- Native to: Indonesia
- Region: West Sulawesi South Sulawesi
- Ethnicity: Mandar people
- Native speakers: 500,000 (2010 census)
- Language family: Austronesian Malayo-PolynesianSouth SulawesiNorthern South SulawesiMandar; ; ; ;
- Dialects: Balanipa; Majene; Malunda; Pamboang; Sendana;
- Writing system: Latin Lontara

Language codes
- ISO 639-2: mdr
- ISO 639-3: mdr
- Glottolog: mand1442
- Map showing the distribution of the South Sulawesi languages in Sulawesi and Kalimantan, Mandar language in number 16.

= Mandar language =

Austronesian language spoken in Sulawesi, Indonesia

Mandar is an Austronesian language spoken by the Mandar people living in provinces of West Sulawesi and South Sulawesi, Indonesia—particularly in the coastal regencies of Majene and Polewali Mandar. It is written in the Lontara script but now is also written in Latin script.
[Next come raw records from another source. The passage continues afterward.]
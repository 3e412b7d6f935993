//! Serialized form of a syntax tree handed over by a host.
//!
//! ```text
//! JSON / TOML text
//!   ↓ serde (DTO layer)
//! TreeDto
//!   ↓ validate + convert
//! SyntaxTree
//! ```

use serde::{Deserialize, Serialize};
use std::path::PathBuf;

use crate::tree::{NodeKind, Position, SyntaxTree, TreeBuilder};

/// A serialized source unit.
#[derive(Debug, Clone, Default, PartialEq, Eq, Serialize, Deserialize)]
pub struct TreeDto {
    /// Source path of the unit.
    #[serde(default, skip_serializing_if = "Option::is_none")]
    pub path: Option<PathBuf>,
    /// Top-level nodes, in source order.
    #[serde(default)]
    pub nodes: Vec<NodeDto>,
}

/// A serialized node and its subtree.
#[derive(Debug, Clone, PartialEq, Eq, Serialize, Deserialize)]
pub struct NodeDto {
    /// Kind tag.
    pub kind: NodeKind,
    /// Text payload; required for identifiers and comment bodies.
    #[serde(default, skip_serializing_if = "Option::is_none")]
    pub text: Option<String>,
    /// 1-indexed line, `0` when unknown.
    #[serde(default)]
    pub line: usize,
    /// 1-indexed column, `0` when unknown.
    #[serde(default)]
    pub column: usize,
    /// Child nodes, in source order.
    #[serde(default, skip_serializing_if = "Vec::is_empty")]
    pub children: Vec<NodeDto>,
}

impl NodeDto {
    /// Creates a node without text or children.
    #[must_use]
    pub fn new(kind: NodeKind) -> Self {
        Self {
            kind,
            text: None,
            line: 0,
            column: 0,
            children: Vec::new(),
        }
    }

    /// Sets the text payload.
    #[must_use]
    pub fn with_text(mut self, text: impl Into<String>) -> Self {
        self.text = Some(text.into());
        self
    }

    /// Appends a child.
    #[must_use]
    pub fn with_child(mut self, child: NodeDto) -> Self {
        self.children.push(child);
        self
    }
}

/// Errors from decoding or validating a serialized tree.
#[derive(Debug, thiserror::Error)]
pub enum TreeError {
    /// The JSON document could not be decoded.
    #[error("invalid tree document: {0}")]
    Json(#[from] serde_json::Error),

    /// A text-carrying node has no text.
    #[error("{kind} node at {line}:{column} has no text")]
    MissingText {
        /// Kind of the offending node.
        kind: NodeKind,
        /// Line of the offending node.
        line: usize,
        /// Column of the offending node.
        column: usize,
    },

    /// A structural node carries text.
    #[error("{kind} node at {line}:{column} must not carry text")]
    UnexpectedText {
        /// Kind of the offending node.
        kind: NodeKind,
        /// Line of the offending node.
        line: usize,
        /// Column of the offending node.
        column: usize,
    },
}

impl SyntaxTree {
    /// Builds a tree from its serialized form.
    ///
    /// # Errors
    ///
    /// Returns an error if an identifier or comment body lacks text, or if
    /// any other node carries text.
    pub fn from_dto(dto: TreeDto) -> Result<Self, TreeError> {
        let mut builder = TreeBuilder::new();
        if let Some(path) = dto.path {
            builder.set_path(path);
        }
        for node in dto.nodes {
            add_node(&mut builder, node)?;
        }
        Ok(builder.finish())
    }

    /// Decodes and builds a tree from a JSON document.
    ///
    /// # Errors
    ///
    /// Returns an error if the JSON is malformed or the tree fails validation.
    pub fn from_json(json: &str) -> Result<Self, TreeError> {
        let dto: TreeDto = serde_json::from_str(json)?;
        Self::from_dto(dto)
    }
}

impl TryFrom<TreeDto> for SyntaxTree {
    type Error = TreeError;

    fn try_from(dto: TreeDto) -> Result<Self, Self::Error> {
        Self::from_dto(dto)
    }
}

fn add_node(builder: &mut TreeBuilder, node: NodeDto) -> Result<(), TreeError> {
    match (node.kind.carries_text(), node.text.is_some()) {
        (true, false) => {
            return Err(TreeError::MissingText {
                kind: node.kind,
                line: node.line,
                column: node.column,
            })
        }
        (false, true) => {
            return Err(TreeError::UnexpectedText {
                kind: node.kind,
                line: node.line,
                column: node.column,
            })
        }
        _ => {}
    }

    builder.open(node.kind, node.text, Position::new(node.line, node.column));
    for child in node.children {
        add_node(builder, child)?;
    }
    builder.close();
    Ok(())
}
The ethnic Mandar are closely related to three other groups living in South Sulawesi: Bugis, Makassar, and Toraja.

== Phonology ==

Vowels
|  | Front | Central | Back |
|---|---|---|---|
| Close | i |  | u |
| Mid | e |  | o |
| Open |  | a |  |

Consonants
|  |  | Labial | Alveolar | Palatal | Velar | Glottal |
| Nasal |  | m | n | ɲ | ŋ |  |
| Plosive/ Affricate | voiceless | p | t | tʃ | k | ʔ |
| voiced | b | d | dʒ | ɡ |  |
| Fricative |  |  | s |  |  | h |
| Rhotic |  |  | r |  |  |  |
| Lateral |  |  | l |  |  |  |
| Approximant |  | w |  | j |  |  |

- Sounds /b, d, ɡ, dʒ/ may also be heard as lenited sounds as [v, ɾ, ɣ, ʒ] in intervocalic positions.